Changes to the Takeover Code provisions on conditions to an offer, particularly those relating to regulatory / merger control clearance, and the offer timetable took effect on 5 July 2021.
The revised rules, which were set out in the Takeover Panel’s response statement RS 20201/1 (published in March 2021), apply to all firm offers which are announced (Rule 2.7 announcement) on or after 5 July. Firm offers announced prior to that date (or in competition with an offer announced prior to that date) will continue to be subject to the old rules.

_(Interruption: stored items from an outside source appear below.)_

//! End-to-end ledger flows

use std::sync::Arc;
use timelock_ledger::{
    config::LedgerConfig, Error, EventTopic, LockInfo, ManualClock, Principal, TimelockLedger,
    TransactionKind,
};

fn owner() -> Principal {
    Principal::new("owner")
}

fn recorder() -> Principal {
    Principal::new("recorder")
}

fn wallet(n: u32) -> Principal {
    Principal::new(format!("wallet_{}", n))
}

fn create_test_ledger(start: u64) -> (TimelockLedger, Arc<ManualClock>) {
    let clock = Arc::new(ManualClock::new(start));
    let ledger = TimelockLedger::new(LedgerConfig::default(), clock.clone()).unwrap();
    (ledger, clock)
}

#[test]
fn test_accounts_are_isolated() {
    let (mut ledger, clock) = create_test_ledger(1);
    ledger.deposit(&wallet(1), 200).unwrap();
    ledger.deposit(&wallet(2), 700).unwrap();
    ledger.set_unlock_height(&owner(), &wallet(1), 2).unwrap();
    ledger.set_unlock_height(&owner(), &wallet(2), 11).unwrap();

    clock.advance(2);
    ledger.withdraw(&wallet(1), 100).unwrap();
    assert!(matches!(
        ledger.withdraw(&wallet(2), 100),
        Err(Error::NotUnlocked(_))
    ));

    assert_eq!(ledger.get_balance(&wallet(1)), 100);
    assert_eq!(ledger.get_balance(&wallet(2)), 700);
    assert_eq!(ledger.get_transaction_count(&wallet(1)), 2);
    assert_eq!(ledger.get_transaction_count(&wallet(2)), 1);
}

#[test]
fn test_tiered_release_keeps_locked_funds() {
    let (mut ledger, clock) = create_test_ledger(1);
    ledger.deposit(&wallet(1), 300).unwrap();
    ledger.add_tier(&wallet(1), 100, 2).unwrap();
    ledger.add_tier(&wallet(1), 50, 10).unwrap();

    clock.advance(2);
    assert_eq!(ledger.get_unlocked_balance(&wallet(1)), 250);
    assert_eq!(ledger.withdraw_released(&wallet(1)).unwrap(), 250);
    assert_eq!(ledger.get_balance(&wallet(1)), 50);
    assert_eq!(ledger.get_tiers(&wallet(1)).len(), 1);

    assert!(matches!(
        ledger.withdraw(&wallet(1), 10),
        Err(Error::NotUnlocked(_))
    ));
    assert!(matches!(
        ledger.withdraw_released(&wallet(1)),
        Err(Error::InvalidAmount(_))
    ));
    ledger.check_invariants().unwrap();
}

#[test]
fn test_tiered_accounts_reject_single_unlock() {
    let (mut ledger, _clock) = create_test_ledger(1);
    ledger.deposit_locked(&wallet(1), 100, 5).unwrap();
    assert!(matches!(
        ledger.set_unlock_height(&owner(), &wallet(1), 20),
        Err(Error::InvalidArgument(_))
    ));
    assert_eq!(ledger.get_unlock_height(&wallet(1)), 5);
}

#[test]
fn test_emptied_tiered_account_accepts_single_unlock() {
    let (mut ledger, _clock) = create_test_ledger(1);
    ledger.deposit_locked(&wallet(1), 100, 5).unwrap();
    ledger.emergency_withdraw(&wallet(1), 100).unwrap();
    assert!(ledger.get_tiers(&wallet(1)).is_empty());

    ledger.set_unlock_height(&owner(), &wallet(1), 20).unwrap();
    assert_eq!(ledger.get_unlock_height(&wallet(1)), 20);
    ledger.check_invariants().unwrap();
}

#[test]
fn test_emergency_withdraw_drains_released_tranches_first() {
    let (mut ledger, clock) = create_test_ledger(1);
    ledger.deposit(&wallet(1), 100).unwrap();
    ledger.deposit_locked(&wallet(1), 200, 50).unwrap();
    clock.advance(1);

    let payout = ledger.emergency_withdraw(&wallet(1), 150).unwrap();
    assert_eq!(payout, 135);
    assert_eq!(ledger.get_balance(&owner()), 15);

    let tiers = ledger.get_tiers(&wallet(1));
    assert_eq!(tiers.len(), 1);
    assert_eq!(tiers[0].amount, 150);
    assert_eq!(tiers[0].release_tick, 50);
    assert_eq!(ledger.get_unlocked_balance(&wallet(1)), 0);
}

#[test]
fn test_interest_lifecycle() {
    let (mut ledger, clock) = create_test_ledger(10);
    ledger.deposit(&wallet(1), 1_000_000).unwrap();
    ledger.set_interest_rate(&wallet(1), 10).unwrap();
    assert_eq!(ledger.get_interest_rate(&wallet(1)), 10);
    assert_eq!(ledger.get_interest_rate(&wallet(2)), 5);
    assert!(matches!(
        ledger.set_interest_rate(&wallet(1), 0),
        Err(Error::InvalidAmount(_))
    ));

    ledger.set_unlock_height(&owner(), &wallet(1), 375).unwrap();
    assert_eq!(
        ledger.get_lock_data(&wallet(1)),
        Some(LockInfo {
            principal_amount: 1_000_000,
            deposit_tick: 10,
            unlock_tick: 375,
        })
    );
    // 1_000_000 * 10 * 365 / 36500
    assert_eq!(ledger.estimate_interest(&wallet(1)), 100_000);

    clock.set(375);
    assert_eq!(ledger.credit_interest(&wallet(1)).unwrap(), 100_000);
    let summary = ledger.get_summary_by_type(&wallet(1), "interest_credit").unwrap();
    assert_eq!(summary.count, 1);
    assert_eq!(summary.total_amount, 100_000);
    assert_eq!(ledger.get_balance(&wallet(1)), 1_100_000);
}

#[test]
fn test_recorder_history_and_summary() {
    let (mut ledger, _clock) = create_test_ledger(1);
    ledger
        .record_transaction(&recorder(), &wallet(1), TransactionKind::Deposit, 1_000_000, 1)
        .unwrap();
    ledger
        .record_transaction(&recorder(), &wallet(1), TransactionKind::Withdrawal, 500_000, 1)
        .unwrap();
    ledger
        .record_transaction(&recorder(), &wallet(1), TransactionKind::Deposit, 250_000, 2)
        .unwrap();

    let summary = ledger.get_summary_by_type(&wallet(1), "deposit").unwrap();
    assert_eq!(summary.count, 2);
    assert_eq!(summary.total_amount, 1_250_000);

    assert!(matches!(
        ledger.get_summary_by_type(&wallet(1), "invalid-type"),
        Err(Error::InvalidArgument(_))
    ));
    assert!(matches!(
        ledger.get_summary_by_type(&owner(), "deposit"),
        Err(Error::NotFound(_))
    ));
    assert!(matches!(
        ledger.get_transaction(&wallet(1), 3),
        Err(Error::NotFound(_))
    ));

    ledger.verify_history(&wallet(1)).unwrap();
    assert_ne!(ledger.history_root(&wallet(1)), [0u8; 32]);
    // Recorder entries never move funds
    assert_eq!(ledger.get_balance(&wallet(1)), 0);
}

#[test]
fn test_reminder_lifecycle() {
    let (mut ledger, clock) = create_test_ledger(1);
    assert!(matches!(
        ledger.set_reminder(&wallet(1), "Past Reminder", 0),
        Err(Error::InvalidAmount(_))
    ));

    let first = ledger.set_reminder(&wallet(1), "Reminder 1", 20).unwrap();
    let second = ledger.set_reminder(&wallet(1), "Reminder 2", 5).unwrap();
    assert_eq!((first, second), (1, 2));

    let upcoming = ledger.get_upcoming_reminders(&wallet(1));
    assert_eq!(upcoming[0].message, "Reminder 2");
    assert!(ledger.get_due_reminders(&wallet(1)).is_empty());

    clock.set(5);
    let due = ledger.get_due_reminders(&wallet(1));
    assert_eq!(due.len(), 1);
    assert_eq!(due[0].id, second);

    ledger.mark_as_notified(&wallet(1), &wallet(1), second).unwrap();
    assert!(ledger.get_due_reminders(&wallet(1)).is_empty());
    assert_eq!(ledger.get_upcoming_reminders(&wallet(1)).len(), 1);
    assert!(matches!(
        ledger.mark_as_notified(&wallet(1), &wallet(1), 42),
        Err(Error::NotFound(_))
    ));
}

#[test]
fn test_events_follow_mutations() {
    let (mut ledger, _clock) = create_test_ledger(1);
    ledger.deposit(&wallet(1), 100).unwrap();
    ledger.set_unlock_height(&owner(), &wallet(1), 10).unwrap();
    ledger.emergency_withdraw(&wallet(1), 50).unwrap();
    let _ = ledger.withdraw(&wallet(1), 10);

    let topics: Vec<EventTopic> = ledger.recent_events().iter().map(|e| e.topic).collect();
    assert_eq!(
        topics,
        vec![
            EventTopic::Deposit,
            EventTopic::SetUnlockHeight,
            EventTopic::EmergencyWithdraw,
        ]
    );
    let events = ledger.recent_events();
    assert_eq!(events[1].target_tick, Some(10));
    assert!(events.windows(2).all(|w| w[0].sequence < w[1].sequence));

    let emergencies = ledger.events_by_topic(EventTopic::EmergencyWithdraw);
    assert_eq!(emergencies.len(), 1);
    assert_eq!(emergencies[0].amount, Some(50));
    assert_eq!(ledger.state().accounts.total_balance(), 55);
    assert_eq!(ledger.state().history.total_records(), 3);
}

#[test]
fn test_restore_from_extended_state() {
    let (mut ledger, clock) = create_test_ledger(1);
    ledger.deposit(&wallet(1), 100).unwrap();

    let mut state = ledger.state().clone();
    let json = serde_json::to_value(&state).unwrap();
    assert!(json.get("history").is_some());

    state.accounts.credit_available(&wallet(1), 1, 1).unwrap();
    state.history.append(&wallet(1), TransactionKind::Deposit, 1, 1);
    let restored = TimelockLedger::from_state(LedgerConfig::default(), clock, state).unwrap();
    assert_eq!(restored.get_balance(&wallet(1)), 101);
    restored.verify_history(&wallet(1)).unwrap();
}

There were three themes in the consultation:
- Regulatory clearances – The historical, special status for EU merger clearance and UK Competition and Markets Authority (CMA) clearance has been removed, and the Panel’s existing and longstanding policy of allowing a bidder to invoke regulatory conditions only where sufficiently material has been restated with additional guidance on when a condition may be invoked;
- Simplifying the timetable for contractual offers – All offers will run until Day 60 (unless a bidder chooses to implement a 21 day “bullet” offer or otherwise accelerate closing), reflecting the fact that the vast majority of offers run until Day 60 in practice and shareholders ordinarily expect them to; and
- Introducing the idea of a flexible contractual offer timetable – It will be easier to suspend the offer timetable on a contractual offer, to accommodate regulatory timetables running longer than 60 days and remove some disadvantages of the old fixed contractual offer timetable when compared to schemes of arrangement.
We discuss the rule changes in more detail, and the impact on offer announcements and documents, in this briefing.
The revised Takeover Code (along with the previous edition, which remains relevant for deals announced before 5 July) is available on the Takeover Panel website.